Collect all lines containing the word "environment" from the data.
>>>
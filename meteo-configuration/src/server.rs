use std::net::{Ipv4Addr, SocketAddr, SocketAddrV4};
use std::path::Path;

use serde::{Deserialize, Serialize};

use crate::cors::CorsConfig;
use crate::env;
use crate::error::ConfigError;
use crate::upstream::UpstreamConfig;

/// Address the service binds when nothing else is configured.
pub const DEFAULT_LISTEN: SocketAddr =
    SocketAddr::V4(SocketAddrV4::new(Ipv4Addr::UNSPECIFIED, 8080));

/// Top-level service configuration.
///
/// Every section is optional in YAML; missing fields take their defaults.
///
/// ```
/// use meteo_configuration::ServerConfig;
///
/// let config = ServerConfig::from_yaml("upstream:\n  api_key: abc\n").unwrap();
/// assert_eq!(config.upstream.api_key(), Some("abc"));
/// assert_eq!(config.listen.port(), 8080);
/// ```
#[derive(Debug, Clone, Deserialize, Serialize, PartialEq, Eq)]
#[serde(default, deny_unknown_fields)]
pub struct ServerConfig {
    pub listen: SocketAddr,
    pub upstream: UpstreamConfig,
    pub cors: CorsConfig,
}

impl Default for ServerConfig {
    fn default() -> Self {
        Self {
            listen: DEFAULT_LISTEN,
            upstream: UpstreamConfig::default(),
            cors: CorsConfig::default(),
        }
    }
}

impl ServerConfig {
    /// Parses a YAML document without consulting the environment.
    pub fn from_yaml(yaml: &str) -> Result<Self, ConfigError> {
        if yaml.trim().is_empty() {
            return Ok(Self::default());
        }
        serde_saphyr::from_str(yaml).map_err(|error| ConfigError::Parse(error.to_string()))
    }

    /// Loads the file at `path` (or the defaults) and applies process
    /// environment overrides on top.
    pub fn load(path: Option<&Path>) -> Result<Self, ConfigError> {
        Self::load_with(path, env::process_env)
    }

    /// Like [`load`](Self::load) with an explicit environment lookup.
    pub fn load_with<F>(path: Option<&Path>, lookup: F) -> Result<Self, ConfigError>
    where
        F: Fn(&str) -> Option<String>,
    {
        let mut config = match path {
            Some(path) => {
                let raw = std::fs::read_to_string(path).map_err(|source| ConfigError::Io {
                    path: path.to_path_buf(),
                    source,
                })?;
                Self::from_yaml(&raw)?
            }
            None => Self::default(),
        };
        env::apply(&mut config, lookup)?;
        tracing::debug!(
            path = ?path,
            listen = %config.listen,
            base_url = %config.upstream.base_url,
            "configuration loaded"
        );
        Ok(config)
    }

    /// Checks everything that can be checked before the server starts.
    pub fn validate(&self) -> Result<(), ConfigError> {
        self.upstream.validate()?;
        self.cors.origins()?;
        Ok(())
    }
}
<<<
Answer section:
    /// Parses a YAML document without consulting the environment.
    /// environment overrides on top.
    /// Like [`load`](Self::load) with an explicit environment lookup.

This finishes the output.